Enfin, le Pape est revenu sur l’itinéraire des deux saints canonisés, Giovanni Battista Scalabrini et Artemide Zatti, qui rappellent l’importance de «marcher ensemble et de savoir rendre grâce». Mgr Scalabrini, qui fonda une Congrégation pour le soin des émigrés, affirmait que dans la marche commune de ceux qui émigrent, il ne faut pas voir seulement des problèmes, mais aussi un dessein de la Providence, fait savoir le Pape.

«C’est justement à cause des migrations forcées par les persécutions -disait-il- que l’Église a dépassé les frontières de Jérusalem et d’Israël et est devenue “catholique”; grâce aux migrations d’aujourd’hui, l’Église sera un instrument de paix et de communion entre les peuples» (L’emigrazione degli operai italiani, Ferrara 1899). Scalabrini regardait au-delà, il regardait en avant, vers un monde et une Église sans barrières, sans étrangers. Quant au frère salésien Artemide Zatti, François le présente comme un exemple vivant de gratitude. Guéri de la tuberculose, il a consacré toute sa vie à gratifier les autres, à soigner les malades avec amour et tendresse. «On dit qu’il a été vu portant le cadavre d’un de ses malades sur ses épaules», raconte le Pape. Plein de gratitude pour ce qu’il avait reçu, il voulut dire son «merci» en prenant sur lui les blessures des autres.

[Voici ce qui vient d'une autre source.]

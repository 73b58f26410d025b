//! Configuration type definitions.
//!
//! This module contains the type definitions for YAML configuration structures:
//! global defaults and one job definition per file.

use chrono::{DateTime, Utc};
use serde::{Deserialize, Serialize};
use std::collections::BTreeMap;
use std::time::Duration;

use crate::core::job::JobDefaults;

use super::error::ConfigError;

/// Keyword accepted in place of a number of seconds for an unbounded grace time.
pub const UNBOUNDED: &str = "unbounded";

/// Global configuration (recur.yaml).
#[derive(Debug, Clone, Default, Serialize, Deserialize)]
#[serde(default)]
pub struct GlobalConfig {
    /// Default timezone for schedules that don't name one.
    pub default_timezone: Option<String>,
    /// Default misfire grace time.
    pub misfire_grace_time: Option<GraceTimeConfig>,
    /// Default coalesce policy.
    pub coalesce: Option<bool>,
    /// Default cap on total executions.
    pub max_runs: Option<u32>,
    /// Default cap on concurrent executions.
    pub max_instances: Option<usize>,
}

impl GlobalConfig {
    /// Policy defaults for jobs, falling back to [`JobDefaults::default`].
    pub fn job_defaults(&self) -> Result<JobDefaults, ConfigError> {
        let mut defaults = JobDefaults::default();
        if let Some(grace) = &self.misfire_grace_time {
            defaults.misfire_grace_time = grace.to_duration()?;
        }
        if let Some(coalesce) = self.coalesce {
            defaults.coalesce = coalesce;
        }
        if let Some(max_runs) = self.max_runs {
            defaults.max_runs = Some(max_runs);
        }
        if let Some(max_instances) = self.max_instances {
            defaults.max_instances = max_instances;
        }
        Ok(defaults)
    }
}

/// Job configuration from YAML.
#[derive(Debug, Clone, Serialize, Deserialize)]
pub struct JobConfig {
    /// Job identifier; generated when absent.
    pub id: Option<String>,
    /// Human-readable name; derived from the callable when absent.
    pub name: Option<String>,
    /// Textual callable reference (`module:name`).
    #[serde(default)]
    pub func: serde_yaml::Value,
    /// Schedule expression (cron, shortcut, interval or one-shot).
    pub schedule: ScheduleConfig,
    /// Positional arguments.
    #[serde(default)]
    pub args: Vec<serde_yaml::Value>,
    /// Keyword arguments.
    #[serde(default)]
    pub kwargs: BTreeMap<String, serde_yaml::Value>,
    /// Grace period for late executions.
    pub misfire_grace_time: Option<GraceTimeConfig>,
    /// Collapse missed fire times into one execution.
    pub coalesce: Option<bool>,
    /// Cap on total executions.
    pub max_runs: Option<u32>,
    /// Cap on concurrent executions.
    pub max_instances: Option<usize>,
    /// Store alias the job belongs to.
    pub store: Option<String>,
}

/// Schedule configuration.
#[derive(Debug, Clone, Serialize, Deserialize)]
#[serde(untagged)]
pub enum ScheduleConfig {
    /// Simple expression string.
    Simple(String),
    /// Detailed schedule with timezone.
    Detailed {
        /// Expression (cron, shortcut, interval or one-shot).
        cron: String,
        /// Timezone for the schedule.
        timezone: Option<String>,
        /// Anchor for interval schedules.
        start: Option<DateTime<Utc>>,
    },
}

impl ScheduleConfig {
    /// Get the expression.
    pub fn cron(&self) -> &str {
        match self {
            ScheduleConfig::Simple(s) => s,
            ScheduleConfig::Detailed { cron, .. } => cron,
        }
    }

    /// Get the timezone, if specified.
    pub fn timezone(&self) -> Option<&str> {
        match self {
            ScheduleConfig::Simple(_) => None,
            ScheduleConfig::Detailed { timezone, .. } => timezone.as_deref(),
        }
    }

    /// Get the interval anchor, if specified.
    pub fn start(&self) -> Option<DateTime<Utc>> {
        match self {
            ScheduleConfig::Simple(_) => None,
            ScheduleConfig::Detailed { start, .. } => *start,
        }
    }
}

/// Misfire grace time: whole seconds, or `unbounded`.
#[derive(Debug, Clone, PartialEq, Eq, Serialize, Deserialize)]
#[serde(untagged)]
pub enum GraceTimeConfig {
    /// Number of seconds.
    Seconds(u64),
    /// A keyword; only `unbounded` is accepted.
    Keyword(String),
}

impl GraceTimeConfig {
    /// Convert to a duration (`None` = unbounded).
    pub fn to_duration(&self) -> Result<Option<Duration>, ConfigError> {
        match self {
            GraceTimeConfig::Seconds(secs) => Ok(Some(Duration::from_secs(*secs))),
            GraceTimeConfig::Keyword(word) if word == UNBOUNDED => Ok(None),
            GraceTimeConfig::Keyword(word) => Err(ConfigError::InvalidConfig(format!(
                "misfire_grace_time must be a number of seconds or '{}' (got '{}')",
                UNBOUNDED, word
            ))),
        }
    }
}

«Recevons-nous les migrants comme des frères et sœurs?»

Improvisant dans son homélie, François a eu une pensée très forte pour les migrants. Leur exclusion «est scandaleuse et criminelle. Elle les fait mourir avant nous», a-t-il lancé, rappelant une nouvelle fois comment la Méditerranée est devenu «le plus grand cimetière du monde». «C’est un péché, un crime», ajoute-t-il. Le Pape exhorte à leur ouvrir les portes. «Non, on ne les exclut pas, on les envoie ailleurs: dans les camps, où ils sont exploités et vendus comme esclaves. Frères et sœurs, aujourd’hui nous pensons à nos migrants, ceux qui meurent. Et ceux qui sont capables d’entrer, les recevons-nous comme des frères ou les exploitons-nous? Je vous pose la question».

Le Pape a aussi fait allusion aux réfugiés ukrainiens en particulier: «Il y a une migration en ce moment, ici en Europe, qui nous fait tant souffrir et nous pousse à ouvrir nos cœurs: la migration des Ukrainiens qui fuient la guerre. N’oublions pas aujourd’hui l’Ukraine martyrisée!